Subsurface and Environmental Triggers of Crack Recurrence in RCC Buildings: A Hybrid Field Analysis

Abstract

This study investigates the environmental and geotechnical causes behind recurrent cracking in reinforced cement concrete (RCC) structures. Drawing on field data from 40 case studies across Tamil Nadu and Karnataka, the paper explores the correlation between soil type, drainage provision, foundation systems, and crack recurrence. Using a hybrid methodology that combines statistical analysis with engineer-led field insights, the study identifies clayey soils and lack of drainage as key contributors to high-severity, recurring cracks. Chi-square tests and Cramér’s V validate the observed relationships. The findings advocate for integrating environmental variables into RCC diagnostic protocols, and propose a field-applicable Environmental Diagnostic Priority Matrix to guide structural monitoring and intervention strategies.

Introduction

While material flaws and structural design are known contributors to cracks in reinforced cement concrete (RCC) buildings, this study highlights the often-overlooked role of environmental and subsurface conditions, such as poor soil bearing capacity, weak drainage, and inadequate plinth protection. Data from 40 surveyed RCC buildings were analyzed using statistical tests and expert validation, linking soil type, foundation design, and drainage to crack recurrence and severity.

Key Findings:

• Soil type: Clayey soils showed the highest recurrence risk (50%), while red soils performed better; moderate statistical association was observed (χ² = 9.73, p = 0.044, Cramér’s V = 0.36).

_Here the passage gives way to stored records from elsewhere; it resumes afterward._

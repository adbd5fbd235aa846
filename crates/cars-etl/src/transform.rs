//! Transformer
//!
//! Pure function of a raw batch, an exchange rate, and the current
//! year. No I/O and no ledger access, so the whole step is trivially
//! testable with an injected clock.
//!
//! Steps, in order: positional column mapping onto the canonical
//! schema, cleaning (null-bearing rows and exact duplicates dropped,
//! survivor order preserved), then the four derived fields. Rows with
//! zero mileage are excluded when deriving `Price_per_km` rather than
//! carrying a sentinel or failing the batch; the count is reported in
//! [`TransformStats`].

use crate::model::{EnrichedListing, Listing, MileageCategory, RawBatch, RawRow, CANONICAL_COLUMNS};
use cars_common::{EtlError, Result};
use std::collections::HashSet;
use tracing::{debug, warn};

/// Row accounting for one transform pass
#[derive(Debug, Clone, Copy, Default, PartialEq, Eq)]
pub struct TransformStats {
    /// Rows in the incoming batch
    pub input_rows: usize,

    /// Rows dropped for a null or unparseable field
    pub dropped_invalid: usize,

    /// Rows dropped as exact duplicates of an earlier row
    pub dropped_duplicate: usize,

    /// Rows dropped because mileage was zero (Price_per_km undefined)
    pub dropped_zero_mileage: usize,
}

/// A transformed batch plus its row accounting
#[derive(Debug, Clone)]
pub struct EnrichedBatch {
    pub rows: Vec<EnrichedListing>,
    pub stats: TransformStats,
}

/// Clean a raw batch and derive the enrichment columns.
///
/// `current_year` is the wall-clock year at transform time, passed in
/// by the caller so tests can pin it.
pub fn transform(batch: &RawBatch, rate: f64, current_year: i64) -> Result<EnrichedBatch> {
    let mut stats = TransformStats {
        input_rows: batch.rows.len(),
        ..TransformStats::default()
    };

    let mut seen: HashSet<RawRow> = HashSet::new();
    let mut rows: Vec<EnrichedListing> = Vec::new();

    for (index, raw) in batch.rows.iter().enumerate() {
        if raw.len() != CANONICAL_COLUMNS.len() {
            return Err(EtlError::Schema {
                file: format!("batch row {}", index),
                expected: CANONICAL_COLUMNS.len(),
                actual: raw.len(),
            });
        }

        let Some(listing) = parse_listing(raw) else {
            stats.dropped_invalid += 1;
            continue;
        };

        if !seen.insert(raw.clone()) {
            stats.dropped_duplicate += 1;
            continue;
        }

        if listing.mileage == 0.0 {
            warn!(
                manufacturer = %listing.manufacturer,
                model = %listing.model,
                "Zero mileage, Price_per_km undefined; excluding row"
            );
            stats.dropped_zero_mileage += 1;
            continue;
        }

        rows.push(enrich(listing, rate, current_year));
    }

    debug!(
        input = stats.input_rows,
        output = rows.len(),
        dropped_invalid = stats.dropped_invalid,
        dropped_duplicate = stats.dropped_duplicate,
        dropped_zero_mileage = stats.dropped_zero_mileage,
        "Transformed batch"
    );

    Ok(EnrichedBatch { rows, stats })
}

/// Map a positional raw row onto the canonical listing shape.
///
/// Returns None for any null (empty) or unparseable field; such rows
/// are dropped during cleaning.
fn parse_listing(raw: &RawRow) -> Option<Listing> {
    let text = |i: usize| -> Option<String> {
        let value = raw[i].trim();
        if value.is_empty() {
            None
        } else {
            Some(value.to_string())
        }
    };
    let number = |i: usize| -> Option<f64> { text(i)?.parse().ok() };
    let integer = |i: usize| -> Option<i64> { text(i)?.parse().ok() };

    Some(Listing {
        manufacturer: text(0)?,
        model: text(1)?,
        engine_size: number(2)?,
        fuel_type: text(3)?,
        year_of_manufacture: integer(4)?,
        mileage: number(5)?,
        price: number(6)?,
    })
}

fn enrich(listing: Listing, rate: f64, current_year: i64) -> EnrichedListing {
    let car_age = current_year - listing.year_of_manufacture;
    let price_inr = listing.price * rate;
    let mileage_category = MileageCategory::from_mileage(listing.mileage);
    let price_per_km = listing.price / listing.mileage;

    EnrichedListing {
        listing,
        car_age,
        price_inr,
        mileage_category,
        price_per_km,
    }
}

• Foundation systems: Isolated footings on mixed soils and load-bearing foundations in clay zones experienced higher stress and differential settlement.

• Drainage: Lack of proper drainage strongly correlated with medium-to-high crack severity (χ² = 13.26, p = 0.0013, Cramér’s V = 0.58).

• Environmental clustering: Buildings missing both drainage and plinth protection were most prone to severe and recurring cracks.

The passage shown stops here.